▸ **Task**
Repeat the lines below exactly as written, please, from the line with "env.step(&vec![10.0]);" to the line with "assert_approx_eq!(res.obs[2], 3.0 *", both lines included, and no others.

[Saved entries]
*** Begin section ***

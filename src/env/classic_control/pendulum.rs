use std::f32::consts::PI;

use burn::config::Config;
use rand::rngs::StdRng;

use crate::{
    common::{
        errors::Result,
        spaces::{BoxSpace, Space},
        utils::{angle_normalise, generate_random_vector, seeded_rng},
    },
    env::{
        base::{Env, EnvObservation, EnvSpec, RewardRange},
        render::{render_header, RenderMode},
        wrappers::TimeLimitWrapper,
    },
};

/// Episode length the registered Pendulum is cut at.
pub const DEFAULT_MAX_STEPS: usize = 200;

#[derive(Config)]
pub struct PendulumConfig {
    #[config(default = 10.0)]
    pub g: f32,
    pub seed: Option<u64>,
}

impl PendulumConfig {
    pub fn init(&self) -> Result<PendulumEnv> {
        let mut env = PendulumEnv {
            max_speed: 8.0,
            max_torque: 2.0,
            dt: 0.05,
            g: self.g,
            m: 1.0,
            l: 1.0,
            state: vec![0.0, 0.0],
            last_u: 0.0,
            rng: seeded_rng(self.seed),
            observation_space: BoxSpace::new(vec![-1.0, -1.0, -8.0], vec![1.0, 1.0, 8.0])?
                .into(),
            action_space: BoxSpace::new(vec![-2.0], vec![2.0])?.into(),
        };
        env.reset();

        Ok(env)
    }
}

/// Inverted pendulum swing-up. The episode never ends on its own; wrap it in a
/// time limit (see [`make_pendulum`]).
#[derive(Debug, Clone)]
pub struct PendulumEnv {
    // constant
    max_speed: f32,
    max_torque: f32,
    dt: f32,
    g: f32,
    m: f32,
    l: f32,

    // stateful
    state: Vec<f32>,
    last_u: f32,
    rng: StdRng,
    observation_space: Space,
    action_space: Space,
}

impl PendulumEnv {
    fn get_obs(&self) -> Vec<f32> {
        let theta = self.state[0];
        let theta_dot = self.state[1];

        vec![theta.cos(), theta.sin(), theta_dot]
    }

    /// Torque applied on the last step, after clamping.
    pub fn last_torque(&self) -> f32 {
        self.last_u
    }
}

impl Env<Vec<f32>, Vec<f32>> for PendulumEnv {
    fn step(&mut self, action: &Vec<f32>) -> EnvObservation<Vec<f32>> {
        let th = self.state[0];
        let th_dot = self.state[1];

        let u = action
            .first()
            .copied()
            .unwrap_or(0.0)
            .clamp(-self.max_torque, self.max_torque);
        self.last_u = u;

        let costs = angle_normalise(th).powi(2) + 0.1 * th_dot.powi(2) + 0.001 * u.powi(2);

        let new_th_dot = th_dot
            + (-3.0 * self.g / (2.0 * self.l) * (th + PI).sin()
                + 3.0 / (self.m * self.l.powi(2)) * u)
                * self.dt;
        let new_th_dot = new_th_dot.clamp(-self.max_speed, self.max_speed);
        let new_th = angle_normalise(th + new_th_dot * self.dt);

        self.state = vec![new_th, new_th_dot];

        EnvObservation {
            obs: self.get_obs(),
            reward: -costs as f64,
            done: false,
            info: Default::default(),
        }
    }

    fn reset(&mut self) -> Vec<f32> {
        self.last_u = 0.0;
        self.state = generate_random_vector(&mut self.rng, &[-PI, -0.5], &[PI, 0.5]);

        self.get_obs()
    }

    fn render(&self, mode: RenderMode) {
        if mode == RenderMode::Human {
            render_header("Pendulum");
            println!(
                "theta: {:.3}, theta_dot: {:.3}, torque: {:.3}",
                self.state[0], self.state[1], self.last_u
            );
        }
    }

    fn seed(&mut self, seed: Option<u64>) {
        self.rng = seeded_rng(seed);
        if let Some(seed) = seed {
            self.action_space.seed(seed);
            self.observation_space.seed(seed);
        }
    }

    fn action_space(&self) -> &Space {
        &self.action_space
    }

    fn observation_space(&self) -> &Space {
        &self.observation_space
    }

    fn reward_range(&self) -> RewardRange {
        let worst = PI.powi(2) + 0.1 * self.max_speed.powi(2) + 0.001 * self.max_torque.powi(2);
        RewardRange {
            low: -worst as f64,
            high: 0.0,
        }
    }

    fn spec(&self) -> Option<EnvSpec> {
        Some(EnvSpec::new("Pendulum-v1").with_max_episode_steps(DEFAULT_MAX_STEPS))
    }

    fn unwrapped(&self) -> &dyn Env<Vec<f32>, Vec<f32>> {
        self
    }
}

/// Builds a Pendulum cut off after `max_steps` (200 when `None`).
pub fn make_pendulum(
    max_steps: Option<usize>,
    seed: Option<u64>,
) -> Result<Box<dyn Env<Vec<f32>, Vec<f32>>>> {
    let max_steps = max_steps.unwrap_or(DEFAULT_MAX_STEPS);

    let env: Box<dyn Env<Vec<f32>, Vec<f32>>> =
        Box::new(PendulumConfig::new().with_seed(seed).init()?);
    let env = TimeLimitWrapper::new(env, max_steps);

    Ok(Box::new(env))
}

#[cfg(test)]
mod test {
    use std::f32::consts::PI;

    use assert_approx_eq::assert_approx_eq;

    use crate::env::base::Env;

    use super::{make_pendulum, PendulumConfig};

    #[test]
    fn test_make_env() {
        let mut env = make_pendulum(None, Some(0)).unwrap();
        let mut action_space = env.action_space().clone();

        let mut done = false;
        let mut steps = 0;

        env.reset();
        while !done {
            let a = action_space.sample().try_into().unwrap();
            let res = env.step(&a);
            done = res.done;
            steps += 1;
        }

        assert_eq!(steps, 200)
    }

    #[test]
    fn test_make_env_custom_steps() {
        let custom_steps = 10;
        let mut env = make_pendulum(Some(custom_steps), None).unwrap();

        let mut done = false;
        let mut steps = 0;

        env.reset();
        while !done {
            let res = env.step(&vec![0.0]);
            done = res.done;
            steps += 1;
        }

        assert_eq!(steps, custom_steps)
    }

    #[test]
    fn test_reward_is_never_positive() {
        let mut env = PendulumConfig::new().with_seed(Some(7)).init().unwrap();
        let low = env.reward_range().low;

        for ep in 0..5 {
            env.reset();
            for i in 0..200 {
                let torque = ((i + ep) as f32 * 0.37).sin() * 3.0;
                let res = env.step(&vec![torque]);
                assert!(res.reward <= 0.0);
                assert!(res.reward >= low);
                assert!(!res.done);
            }
        }
    }

    #[test]
    fn test_torque_is_clamped() {
        let mut env = PendulumConfig::new().with_seed(Some(0)).init().unwrap();
        env.step(&vec![10.0]);
        assert_eq!(env.last_torque(), 2.0);
        env.step(&vec![-10.0]);
        assert_eq!(env.last_torque(), -2.0);
    }

    #[test]
    fn test_upright_and_still_costs_only_torque() {
        let mut env = PendulumConfig::new().with_seed(Some(0)).init().unwrap();
        env.state = vec![0.0, 0.0];

        let res = env.step(&vec![1.0]);
        assert_approx_eq!(res.reward, -0.001, 1e-9);
        assert_approx_eq!(res.obs[2], 3.0 * 0.05, 1e-6);

        env.state = vec![PI, 0.0];
        let res = env.step(&vec![0.0]);
        assert_approx_eq!(res.reward as f32, -(PI * PI), 1e-4);
    }
}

*** End section ***

▸ **Answer box**
        env.step(&vec![10.0]);
        assert_eq!(env.last_torque(), 2.0);
        env.step(&vec![-10.0]);
        assert_eq!(env.last_torque(), -2.0);
    }

    #[test]
    fn test_upright_and_still_costs_only_torque() {
        let mut env = PendulumConfig::new().with_seed(Some(0)).init().unwrap();
        env.state = vec![0.0, 0.0];

        let res = env.step(&vec![1.0]);
        assert_approx_eq!(res.reward, -0.001, 1e-9);
        assert_approx_eq!(res.obs[2], 3.0 * 0.05, 1e-6);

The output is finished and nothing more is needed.